Problem description:
For each line of the listing that holds "merged", show the full line.
▼
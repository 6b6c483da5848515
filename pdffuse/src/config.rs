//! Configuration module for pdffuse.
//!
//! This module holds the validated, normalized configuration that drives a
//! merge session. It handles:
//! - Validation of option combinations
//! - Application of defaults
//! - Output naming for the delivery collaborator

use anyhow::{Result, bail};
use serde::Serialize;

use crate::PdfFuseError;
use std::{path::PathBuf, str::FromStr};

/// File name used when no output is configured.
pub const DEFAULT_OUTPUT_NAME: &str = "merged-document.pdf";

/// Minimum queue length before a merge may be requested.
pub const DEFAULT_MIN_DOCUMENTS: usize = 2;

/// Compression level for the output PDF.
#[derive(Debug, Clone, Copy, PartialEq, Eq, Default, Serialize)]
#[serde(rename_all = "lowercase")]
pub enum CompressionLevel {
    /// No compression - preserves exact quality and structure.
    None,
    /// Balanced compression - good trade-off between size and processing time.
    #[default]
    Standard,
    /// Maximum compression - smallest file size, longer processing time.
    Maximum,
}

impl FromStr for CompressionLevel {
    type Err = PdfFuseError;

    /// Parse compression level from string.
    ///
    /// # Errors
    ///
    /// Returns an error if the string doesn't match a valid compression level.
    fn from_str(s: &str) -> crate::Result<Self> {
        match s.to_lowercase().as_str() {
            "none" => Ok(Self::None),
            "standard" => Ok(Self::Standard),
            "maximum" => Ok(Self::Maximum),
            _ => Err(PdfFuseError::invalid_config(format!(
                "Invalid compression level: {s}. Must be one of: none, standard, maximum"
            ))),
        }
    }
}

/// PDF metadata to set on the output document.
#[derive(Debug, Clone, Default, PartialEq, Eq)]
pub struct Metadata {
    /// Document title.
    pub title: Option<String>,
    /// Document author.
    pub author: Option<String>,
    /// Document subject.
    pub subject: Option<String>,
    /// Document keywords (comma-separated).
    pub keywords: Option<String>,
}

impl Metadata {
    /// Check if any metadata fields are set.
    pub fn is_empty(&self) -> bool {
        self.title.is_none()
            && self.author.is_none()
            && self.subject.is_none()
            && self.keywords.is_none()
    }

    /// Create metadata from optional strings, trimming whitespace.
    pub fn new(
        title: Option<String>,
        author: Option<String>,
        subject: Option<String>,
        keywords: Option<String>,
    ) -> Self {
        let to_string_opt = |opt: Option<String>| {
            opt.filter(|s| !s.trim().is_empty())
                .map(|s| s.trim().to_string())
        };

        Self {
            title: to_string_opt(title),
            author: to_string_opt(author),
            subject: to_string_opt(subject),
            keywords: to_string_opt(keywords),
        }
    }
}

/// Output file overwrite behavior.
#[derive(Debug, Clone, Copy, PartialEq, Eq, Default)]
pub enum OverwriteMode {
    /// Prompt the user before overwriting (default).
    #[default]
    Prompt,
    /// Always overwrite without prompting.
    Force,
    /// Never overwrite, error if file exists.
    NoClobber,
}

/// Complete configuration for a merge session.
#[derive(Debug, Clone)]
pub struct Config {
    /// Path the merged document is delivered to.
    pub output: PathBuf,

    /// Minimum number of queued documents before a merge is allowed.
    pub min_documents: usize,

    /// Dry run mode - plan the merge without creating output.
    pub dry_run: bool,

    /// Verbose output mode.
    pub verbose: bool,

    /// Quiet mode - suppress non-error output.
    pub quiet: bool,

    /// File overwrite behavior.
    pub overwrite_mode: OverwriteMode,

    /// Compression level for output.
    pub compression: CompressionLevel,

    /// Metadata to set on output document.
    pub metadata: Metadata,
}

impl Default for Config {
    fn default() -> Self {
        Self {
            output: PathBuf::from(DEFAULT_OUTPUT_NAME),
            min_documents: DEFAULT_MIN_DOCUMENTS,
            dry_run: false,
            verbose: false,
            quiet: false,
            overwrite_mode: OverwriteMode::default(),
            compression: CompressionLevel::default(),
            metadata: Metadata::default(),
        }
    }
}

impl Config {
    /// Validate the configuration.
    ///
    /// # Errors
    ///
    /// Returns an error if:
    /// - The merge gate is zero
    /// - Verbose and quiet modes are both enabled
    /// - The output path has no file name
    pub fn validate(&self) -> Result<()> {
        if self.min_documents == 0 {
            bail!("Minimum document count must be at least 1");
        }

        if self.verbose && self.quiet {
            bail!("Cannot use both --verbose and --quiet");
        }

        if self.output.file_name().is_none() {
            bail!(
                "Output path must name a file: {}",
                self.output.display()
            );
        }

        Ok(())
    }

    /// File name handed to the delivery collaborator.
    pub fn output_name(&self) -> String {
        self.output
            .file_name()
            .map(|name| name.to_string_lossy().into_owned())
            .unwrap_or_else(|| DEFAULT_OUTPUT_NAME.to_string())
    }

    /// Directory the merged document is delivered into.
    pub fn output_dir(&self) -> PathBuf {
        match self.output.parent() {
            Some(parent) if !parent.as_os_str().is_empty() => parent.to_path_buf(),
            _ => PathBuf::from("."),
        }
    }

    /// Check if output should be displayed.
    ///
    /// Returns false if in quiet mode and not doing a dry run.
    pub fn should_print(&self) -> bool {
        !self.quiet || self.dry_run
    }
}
▲
▼
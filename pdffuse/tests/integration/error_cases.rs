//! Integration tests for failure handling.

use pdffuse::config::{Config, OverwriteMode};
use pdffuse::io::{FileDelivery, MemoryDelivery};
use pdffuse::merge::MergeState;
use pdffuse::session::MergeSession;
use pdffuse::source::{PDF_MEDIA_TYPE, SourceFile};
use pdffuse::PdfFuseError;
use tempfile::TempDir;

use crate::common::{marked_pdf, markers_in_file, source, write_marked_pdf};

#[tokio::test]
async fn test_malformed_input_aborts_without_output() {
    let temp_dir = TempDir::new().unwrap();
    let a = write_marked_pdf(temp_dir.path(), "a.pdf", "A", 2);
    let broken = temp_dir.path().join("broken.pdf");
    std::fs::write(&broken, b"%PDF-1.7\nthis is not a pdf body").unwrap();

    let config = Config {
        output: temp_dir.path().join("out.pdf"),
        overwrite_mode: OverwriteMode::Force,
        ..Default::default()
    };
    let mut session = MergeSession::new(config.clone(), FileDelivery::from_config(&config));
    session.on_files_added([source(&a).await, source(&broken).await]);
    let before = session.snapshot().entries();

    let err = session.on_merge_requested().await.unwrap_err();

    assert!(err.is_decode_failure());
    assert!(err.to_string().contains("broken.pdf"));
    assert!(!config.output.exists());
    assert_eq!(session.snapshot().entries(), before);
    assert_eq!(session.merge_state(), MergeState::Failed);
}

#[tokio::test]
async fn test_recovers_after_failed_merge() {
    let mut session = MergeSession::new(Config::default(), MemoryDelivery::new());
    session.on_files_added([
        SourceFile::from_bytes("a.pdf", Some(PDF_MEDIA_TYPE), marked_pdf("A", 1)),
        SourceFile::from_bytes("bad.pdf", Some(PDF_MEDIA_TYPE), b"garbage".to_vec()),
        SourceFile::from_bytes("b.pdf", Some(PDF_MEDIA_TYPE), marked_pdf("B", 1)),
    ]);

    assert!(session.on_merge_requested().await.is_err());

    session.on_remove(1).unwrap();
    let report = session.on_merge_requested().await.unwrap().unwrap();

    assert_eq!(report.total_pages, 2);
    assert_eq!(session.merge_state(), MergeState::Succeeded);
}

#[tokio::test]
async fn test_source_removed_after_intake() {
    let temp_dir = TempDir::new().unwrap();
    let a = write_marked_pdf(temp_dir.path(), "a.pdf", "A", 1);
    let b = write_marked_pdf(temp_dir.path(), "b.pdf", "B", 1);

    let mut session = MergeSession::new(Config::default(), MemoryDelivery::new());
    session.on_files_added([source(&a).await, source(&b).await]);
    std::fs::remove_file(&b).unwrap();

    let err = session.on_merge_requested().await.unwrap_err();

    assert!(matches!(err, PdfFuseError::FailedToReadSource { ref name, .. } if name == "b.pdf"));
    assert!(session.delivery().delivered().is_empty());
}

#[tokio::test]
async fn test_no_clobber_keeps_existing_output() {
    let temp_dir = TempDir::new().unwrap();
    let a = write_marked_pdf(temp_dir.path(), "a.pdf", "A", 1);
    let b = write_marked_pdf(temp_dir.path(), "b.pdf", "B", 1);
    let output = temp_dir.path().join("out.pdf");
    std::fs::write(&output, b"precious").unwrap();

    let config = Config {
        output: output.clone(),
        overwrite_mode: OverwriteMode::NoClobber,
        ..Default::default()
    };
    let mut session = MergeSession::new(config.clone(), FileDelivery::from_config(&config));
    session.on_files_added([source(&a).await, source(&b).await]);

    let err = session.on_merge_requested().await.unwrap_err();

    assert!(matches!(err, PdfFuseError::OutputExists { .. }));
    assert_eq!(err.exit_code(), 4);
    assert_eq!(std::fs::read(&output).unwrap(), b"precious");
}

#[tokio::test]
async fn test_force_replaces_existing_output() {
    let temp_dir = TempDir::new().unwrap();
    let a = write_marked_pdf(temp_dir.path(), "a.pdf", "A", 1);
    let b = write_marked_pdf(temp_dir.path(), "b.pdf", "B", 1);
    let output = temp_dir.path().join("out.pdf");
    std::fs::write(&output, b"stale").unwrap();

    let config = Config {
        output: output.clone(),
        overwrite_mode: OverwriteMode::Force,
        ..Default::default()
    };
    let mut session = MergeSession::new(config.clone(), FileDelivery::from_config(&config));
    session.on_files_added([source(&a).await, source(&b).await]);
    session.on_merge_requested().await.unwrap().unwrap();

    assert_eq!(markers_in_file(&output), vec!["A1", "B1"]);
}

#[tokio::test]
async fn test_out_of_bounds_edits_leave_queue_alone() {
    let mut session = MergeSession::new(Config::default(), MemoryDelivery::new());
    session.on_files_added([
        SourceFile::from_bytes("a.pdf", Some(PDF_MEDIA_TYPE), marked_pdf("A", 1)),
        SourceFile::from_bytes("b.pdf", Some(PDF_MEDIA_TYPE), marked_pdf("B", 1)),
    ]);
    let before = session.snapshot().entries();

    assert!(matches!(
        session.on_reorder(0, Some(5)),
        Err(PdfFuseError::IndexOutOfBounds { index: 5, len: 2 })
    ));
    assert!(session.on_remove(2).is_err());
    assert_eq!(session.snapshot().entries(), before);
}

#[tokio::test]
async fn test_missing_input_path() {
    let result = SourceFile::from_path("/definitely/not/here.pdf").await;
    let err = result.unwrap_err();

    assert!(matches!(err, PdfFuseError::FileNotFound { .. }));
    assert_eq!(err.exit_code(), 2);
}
▲
Result:
pub const DEFAULT_OUTPUT_NAME: &str = "merged-document.pdf";
    /// Path the merged document is delivered to.
    /// Directory the merged document is delivered into.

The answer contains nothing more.